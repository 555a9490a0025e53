//! Runs many experiments, each with its own world and navigator.

#[cfg(feature = "parallel")]
use rayon::prelude::*;

use super::ExperimentConfig;
use crate::driver::NavigationRun;
use crate::error::Result;
use crate::observer::NoopObserver;

#[derive(Debug)]
pub struct BatchEntry {
    pub name: String,
    pub result: Result<NavigationRun>,
}

fn run_one(cfg: &ExperimentConfig) -> BatchEntry {
    BatchEntry {
        name: cfg.name.clone(),
        result: cfg.run(&mut NoopObserver),
    }
}

/// Results come back in input order. With the `parallel` feature runs are
/// spread over the rayon pool; runs share nothing, so the outcome is the same.
pub fn run_batch(configs: &[ExperimentConfig]) -> Vec<BatchEntry> {
    #[cfg(feature = "parallel")]
    let entries = configs.par_iter().map(run_one).collect();
    #[cfg(not(feature = "parallel"))]
    let entries = configs.iter().map(run_one).collect();
    entries
}

#[cfg(test)]
mod tests {
    use super::*;
    use crate::error::NavError;

    #[test]
    fn batch_preserves_order_and_isolates_failures() {
        let mut configs = ExperimentConfig::presets();
        let mut broken = ExperimentConfig::preset(1).unwrap();
        broken.name = "broken".to_string();
        broken.obstacles.push(99);
        configs.insert(1, broken);

        let entries = run_batch(&configs);
        let names: Vec<&str> = entries.iter().map(|e| e.name.as_str()).collect();
        assert_eq!(
            names,
            vec![
                "robotDemo",
                "broken",
                "test4x4simple",
                "test6x6simple",
                "test6x6complex"
            ]
        );
        assert!(matches!(
            entries[1].result,
            Err(NavError::Configuration(_))
        ));

        let solo = ExperimentConfig::preset(2)
            .unwrap()
            .run(&mut NoopObserver)
            .unwrap();
        match &entries[3].result {
            Ok(run) => assert_eq!(run, &solo),
            Err(e) => panic!("preset 2 failed in batch: {e}"),
        }
    }
}
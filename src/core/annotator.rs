#[cfg(feature = "serde")]
use serde::{Deserialize, Serialize};

use crate::grid::{Cell, GridWorld};

/// Per-cell classification reported at the end of a run.
///
/// The integer codes are consumed by external tooling and must not change.
#[derive(Debug, Clone, Copy, PartialEq, Eq, Hash, Default)]
#[cfg_attr(feature = "serde", derive(Serialize, Deserialize))]
#[cfg_attr(feature = "serde", serde(rename_all = "snake_case"))]
#[repr(u8)]
pub enum CellClassification {
    #[default]
    Unvisited = 0,
    Start = 1,
    End = 2,
    PathStep = 3,
    Crossroad = 4,
    Free = 5,
    Obstacle = 6,
}

impl CellClassification {
    pub fn code(self) -> u8 {
        self as u8
    }

    /// Classes that no later event may overwrite.
    fn is_sticky(self) -> bool {
        matches!(
            self,
            CellClassification::Start | CellClassification::End | CellClassification::Obstacle
        )
    }
}

/// One write into the output map, emitted by the navigator in step order.
#[derive(Debug, Clone, Copy, PartialEq, Eq)]
#[cfg_attr(feature = "serde", derive(Serialize, Deserialize))]
pub struct ClassificationEvent {
    pub cell: Cell,
    pub class: CellClassification,
}

impl ClassificationEvent {
    pub fn new(cell: Cell, class: CellClassification) -> Self {
        Self { cell, class }
    }
}

/// Row-major grid of classifications.
#[derive(Debug, Clone, PartialEq, Eq)]
pub struct ClassificationGrid {
    w: u32,
    h: u32,
    cells: Vec<CellClassification>,
}

impl ClassificationGrid {
    pub fn new(w: u32, h: u32) -> Self {
        Self {
            w,
            h,
            cells: vec![CellClassification::Unvisited; (w as usize) * (h as usize)],
        }
    }

    pub fn width(&self) -> u32 {
        self.w
    }

    pub fn height(&self) -> u32 {
        self.h
    }

    /// Out-of-bounds reads as `Unvisited`.
    pub fn get(&self, cell: Cell) -> CellClassification {
        if cell.x >= self.w || cell.y >= self.h {
            return CellClassification::Unvisited;
        }
        self.cells[self.idx(cell)]
    }

    pub fn count(&self, class: CellClassification) -> usize {
        self.cells.iter().filter(|&&c| c == class).count()
    }

    /// Integer codes, one row per `y`.
    pub fn code_rows(&self) -> Vec<Vec<u8>> {
        self.cells
            .chunks(self.w.max(1) as usize)
            .map(|row| row.iter().map(|c| c.code()).collect())
            .collect()
    }

    fn idx(&self, cell: Cell) -> usize {
        (cell.y as usize) * (self.w as usize) + (cell.x as usize)
    }

    fn set(&mut self, cell: Cell, class: CellClassification) {
        if cell.x >= self.w || cell.y >= self.h {
            return;
        }
        let i = self.idx(cell);
        self.cells[i] = class;
    }
}

/// Folds a navigator's classification events into a [`ClassificationGrid`].
///
/// Precedence rules:
/// - `Start`, `End` and `Obstacle` are permanent once written.
/// - `Free` only marks cells that are still `Unvisited`.
/// - `PathStep` and `Crossroad` overwrite anything else, so a crossroad that is
///   entered again is reported as a path step.
#[derive(Debug, Clone)]
pub struct MapAnnotator {
    grid: ClassificationGrid,
}

impl MapAnnotator {
    /// Starts from the initial map: `Start` and `End` placed, all else unvisited.
    pub fn new(world: &GridWorld, start: Cell, end: Cell) -> Self {
        let mut grid = ClassificationGrid::new(world.width(), world.height());
        grid.set(start, CellClassification::Start);
        grid.set(end, CellClassification::End);
        Self { grid }
    }

    pub fn apply(&mut self, event: ClassificationEvent) {
        let current = self.grid.get(event.cell);
        if current.is_sticky() {
            return;
        }
        let next = match event.class {
            CellClassification::Free if current != CellClassification::Unvisited => return,
            CellClassification::Start | CellClassification::Unvisited => return,
            other => other,
        };
        self.grid.set(event.cell, next);
    }

    pub fn apply_all<'a>(&mut self, events: impl IntoIterator<Item = &'a ClassificationEvent>) {
        for e in events {
            self.apply(*e);
        }
    }

    pub fn grid(&self) -> &ClassificationGrid {
        &self.grid
    }

    pub fn into_grid(self) -> ClassificationGrid {
        self.grid
    }

    /// Rebuilds a final map from a recorded event stream.
    pub fn replay(
        world: &GridWorld,
        start: Cell,
        end: Cell,
        events: &[ClassificationEvent],
    ) -> ClassificationGrid {
        let mut annotator = Self::new(world, start, end);
        annotator.apply_all(events);
        annotator.into_grid()
    }
}
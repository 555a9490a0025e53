use core::fmt;

#[cfg(feature = "serde")]
use serde::{Deserialize, Serialize};

use crate::direction::Direction;
use crate::error::{NavError, Result};

/// 1-based linear cell index: `y * width + x + 1`.
///
/// This is the representation obstacle lists and the path history use.
pub type LinearIndex = u32;

/// A grid cell, 0-indexed from the top-left corner.
#[derive(Debug, Clone, Copy, PartialEq, Eq, Hash, Default)]
#[cfg_attr(feature = "serde", derive(Serialize, Deserialize))]
pub struct Cell {
    pub x: u32,
    pub y: u32,
}

impl Cell {
    pub const fn new(x: u32, y: u32) -> Self {
        Self { x, y }
    }

    /// `|dx| + |dy|`.
    pub fn manhattan(self, other: Cell) -> u32 {
        self.x.abs_diff(other.x) + self.y.abs_diff(other.y)
    }
}

impl From<(u32, u32)> for Cell {
    fn from((x, y): (u32, u32)) -> Self {
        Self { x, y }
    }
}

impl From<[u32; 2]> for Cell {
    fn from([x, y]: [u32; 2]) -> Self {
        Self { x, y }
    }
}

impl fmt::Display for Cell {
    fn fmt(&self, f: &mut fmt::Formatter<'_>) -> fmt::Result {
        write!(f, "({}, {})", self.x, self.y)
    }
}

/// Static bounds and obstacle knowledge for one run.
///
/// Immutable after construction. Obstacles are given as 1-based linear
/// indices and kept as a per-cell mask.
#[derive(Debug, Clone, PartialEq, Eq)]
pub struct GridWorld {
    w: u32,
    h: u32,
    obstacle_mask: Vec<bool>,
}

impl GridWorld {
    /// Largest accepted `width * height`. Per-cell buffers are allocated up front.
    pub const MAX_CELLS: u32 = 1 << 22;

    pub fn new(w: u32, h: u32, obstacles: &[LinearIndex]) -> Result<Self> {
        if w == 0 || h == 0 {
            return Err(NavError::config(format!(
                "grid dimensions must be positive, got {w}x{h}"
            )));
        }
        let cells = w
            .checked_mul(h)
            .filter(|&n| n <= Self::MAX_CELLS)
            .ok_or_else(|| {
                NavError::config(format!(
                    "grid {w}x{h} exceeds the {} cell limit",
                    Self::MAX_CELLS
                ))
            })?;

        let mut obstacle_mask = vec![false; cells as usize];
        for &idx in obstacles {
            if idx == 0 || idx > cells {
                return Err(NavError::config(format!(
                    "obstacle index {idx} outside 1..={cells}"
                )));
            }
            obstacle_mask[(idx - 1) as usize] = true;
        }

        Ok(Self {
            w,
            h,
            obstacle_mask,
        })
    }

    pub fn width(&self) -> u32 {
        self.w
    }

    pub fn height(&self) -> u32 {
        self.h
    }

    pub fn cell_count(&self) -> usize {
        self.obstacle_mask.len()
    }

    pub fn in_bounds(&self, cell: Cell) -> bool {
        cell.x < self.w && cell.y < self.h
    }

    /// Out-of-bounds cells are never obstacles.
    pub fn is_obstacle(&self, cell: Cell) -> bool {
        self.in_bounds(cell) && self.obstacle_mask[self.offset(cell)]
    }

    /// Obstacle linear indices in ascending order.
    pub fn obstacles(&self) -> Vec<LinearIndex> {
        self.obstacle_mask
            .iter()
            .enumerate()
            .filter(|(_, blocked)| **blocked)
            .map(|(i, _)| i as LinearIndex + 1)
            .collect()
    }

    /// The adjacent cell in `dir`, or `None` at the border (no wrap-around).
    pub fn neighbour(&self, cell: Cell, dir: Direction) -> Option<Cell> {
        let next = match dir {
            Direction::Up => Cell::new(cell.x, cell.y.checked_sub(1)?),
            Direction::Left => Cell::new(cell.x.checked_sub(1)?, cell.y),
            Direction::Right => Cell::new(cell.x.checked_add(1)?, cell.y),
            Direction::Down => Cell::new(cell.x, cell.y.checked_add(1)?),
        };
        self.in_bounds(next).then_some(next)
    }

    pub fn linear_index(&self, cell: Cell) -> LinearIndex {
        cell.y * self.w + cell.x + 1
    }

    /// Inverse of [`GridWorld::linear_index`].
    pub fn cell_at(&self, idx: LinearIndex) -> Option<Cell> {
        if idx == 0 || idx as usize > self.cell_count() {
            return None;
        }
        let i = idx - 1;
        Some(Cell::new(i % self.w, i / self.w))
    }

    /// Row-major offset into per-cell buffers. Caller guarantees bounds.
    pub(crate) fn offset(&self, cell: Cell) -> usize {
        (cell.y as usize) * (self.w as usize) + (cell.x as usize)
    }

    /// Checks that `cell` can serve as a start or end point.
    pub(crate) fn check_endpoint(&self, role: &str, cell: Cell) -> Result<()> {
        if !self.in_bounds(cell) {
            return Err(NavError::config(format!(
                "{role} cell {cell} outside {}x{} grid",
                self.w, self.h
            )));
        }
        if self.is_obstacle(cell) {
            return Err(NavError::config(format!(
                "{role} cell {cell} is an obstacle"
            )));
        }
        Ok(())
    }
}

#[cfg(test)]
mod tests {
    use super::*;

    #[test]
    fn linear_index_round_trips_through_cell_at() {
        let world = GridWorld::new(4, 4, &[]).unwrap();
        assert_eq!(world.linear_index(Cell::new(0, 0)), 1);
        assert_eq!(world.linear_index(Cell::new(2, 2)), 11);
        assert_eq!(world.cell_at(11), Some(Cell::new(2, 2)));
        assert_eq!(world.cell_at(16), Some(Cell::new(3, 3)));
        assert_eq!(world.cell_at(0), None);
        assert_eq!(world.cell_at(17), None);
    }

    #[test]
    fn obstacles_use_one_based_indices() {
        let world = GridWorld::new(4, 4, &[11, 11, 1]).unwrap();
        assert!(world.is_obstacle(Cell::new(2, 2)));
        assert!(world.is_obstacle(Cell::new(0, 0)));
        assert!(!world.is_obstacle(Cell::new(1, 0)));
        assert!(!world.is_obstacle(Cell::new(9, 9)));
        assert_eq!(world.obstacles(), vec![1, 11]);
    }

    #[test]
    fn rejects_bad_construction() {
        assert!(matches!(
            GridWorld::new(0, 3, &[]),
            Err(NavError::Configuration(_))
        ));
        assert!(matches!(
            GridWorld::new(3, 3, &[0]),
            Err(NavError::Configuration(_))
        ));
        assert!(matches!(
            GridWorld::new(3, 3, &[10]),
            Err(NavError::Configuration(_))
        ));
        assert!(GridWorld::new(3, 3, &[9]).is_ok());
        assert!(GridWorld::new(u32::MAX, 2, &[]).is_err());
    }

    #[test]
    fn oversized_grids_are_a_configuration_error() {
        assert!(matches!(
            GridWorld::new(65536, 65535, &[]),
            Err(NavError::Configuration(_))
        ));
        assert!(GridWorld::new(GridWorld::MAX_CELLS + 1, 1, &[]).is_err());
        assert!(GridWorld::new(2048, 2048, &[]).is_ok());
    }

    #[test]
    fn neighbours_stop_at_the_border() {
        let world = GridWorld::new(3, 2, &[]).unwrap();
        let corner = Cell::new(0, 0);
        assert_eq!(world.neighbour(corner, Direction::Up), None);
        assert_eq!(world.neighbour(corner, Direction::Left), None);
        assert_eq!(
            world.neighbour(corner, Direction::Right),
            Some(Cell::new(1, 0))
        );
        assert_eq!(
            world.neighbour(corner, Direction::Down),
            Some(Cell::new(0, 1))
        );
        assert_eq!(world.neighbour(Cell::new(2, 1), Direction::Right), None);
        assert_eq!(world.neighbour(Cell::new(2, 1), Direction::Down), None);
    }

    #[test]
    fn endpoints_must_be_free_and_in_bounds() {
        let world = GridWorld::new(4, 4, &[11]).unwrap();
        assert!(world.check_endpoint("start", Cell::new(3, 3)).is_ok());
        assert!(world.check_endpoint("start", Cell::new(4, 0)).is_err());
        assert!(world.check_endpoint("end", Cell::new(2, 2)).is_err());
    }
}
use gridnav::driver::NavigationRun;
use gridnav::experiments::batch::run_batch;
use gridnav::experiments::ExperimentConfig;
use gridnav::observer::SpikeSchedule;
use gridnav::report::MapReport;
use tracing_subscriber::EnvFilter;

fn main() {
    tracing_subscriber::fmt()
        .with_env_filter(EnvFilter::try_from_default_env().unwrap_or_else(|_| "info".into()))
        .init();

    let args: Vec<String> = std::env::args().collect();
    if args.len() >= 2 && (args[1] == "--help" || args[1] == "-h" || args[1] == "help") {
        print_help();
        return;
    }
    if args.len() >= 2 && args[1] == "all" {
        run_all();
        return;
    }
    if args.len() >= 2 && args[1] == "experiment" {
        let id = match args.get(2).map(|s| s.parse::<u32>()) {
            Some(Ok(id)) => id,
            _ => {
                eprintln!(
                    "experiment needs a numeric id (0-{})",
                    ExperimentConfig::PRESET_COUNT - 1
                );
                std::process::exit(2);
            }
        };
        run_experiment(id);
        return;
    }

    if args.len() >= 2 {
        eprintln!("Unknown command: {}", args[1]);
        print_help();
        std::process::exit(2);
    }

    // Default: the 4x4 map with a single obstacle on the direct route.
    run_experiment(1);
}

fn run_experiment(id: u32) {
    let Some(cfg) = ExperimentConfig::preset(id) else {
        eprintln!("No preset experiment with id {id}");
        std::process::exit(2);
    };

    let mut spikes = SpikeSchedule::new();
    match cfg.run(&mut spikes) {
        Ok(run) => {
            print_run(&cfg.name, &run);
            println!(
                "spikes: {} search, simulated {:.1} ms",
                spikes.search_times().len(),
                spikes.elapsed_ms()
            );
        }
        Err(e) => {
            eprintln!("{}: {e}", cfg.name);
            std::process::exit(1);
        }
    }
}

fn run_all() {
    let configs = ExperimentConfig::presets();
    let mut failed = false;
    for entry in run_batch(&configs) {
        match entry.result {
            Ok(run) => print_run(&entry.name, &run),
            Err(e) => {
                eprintln!("{}: {e}", entry.name);
                failed = true;
            }
        }
        println!();
    }
    if failed {
        std::process::exit(1);
    }
}

fn print_run(name: &str, run: &NavigationRun) {
    println!(
        "{name}: {} after {} steps ({} dead ends)",
        run.status.as_str(),
        run.steps,
        run.dead_ends
    );
    println!("commands: {:?}", run.command_codes());
    println!("{}", MapReport::from_grid(&run.final_map).formatted());
}

fn print_help() {
    println!(
        "gridnav - greedy grid navigator\n\n\
         USAGE:\n  \
           gridnav                  run preset 1 (4x4, one obstacle)\n  \
           gridnav experiment <id>  run a preset (0-{})\n  \
           gridnav all              run every preset\n  \
           gridnav help             show this message\n\n\
         Set RUST_LOG=debug to trace every step.",
        ExperimentConfig::PRESET_COUNT - 1
    );
}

++++

Prompt: In the listing, count every line holding the word "Down"; answer with the count alone.

Response area: 3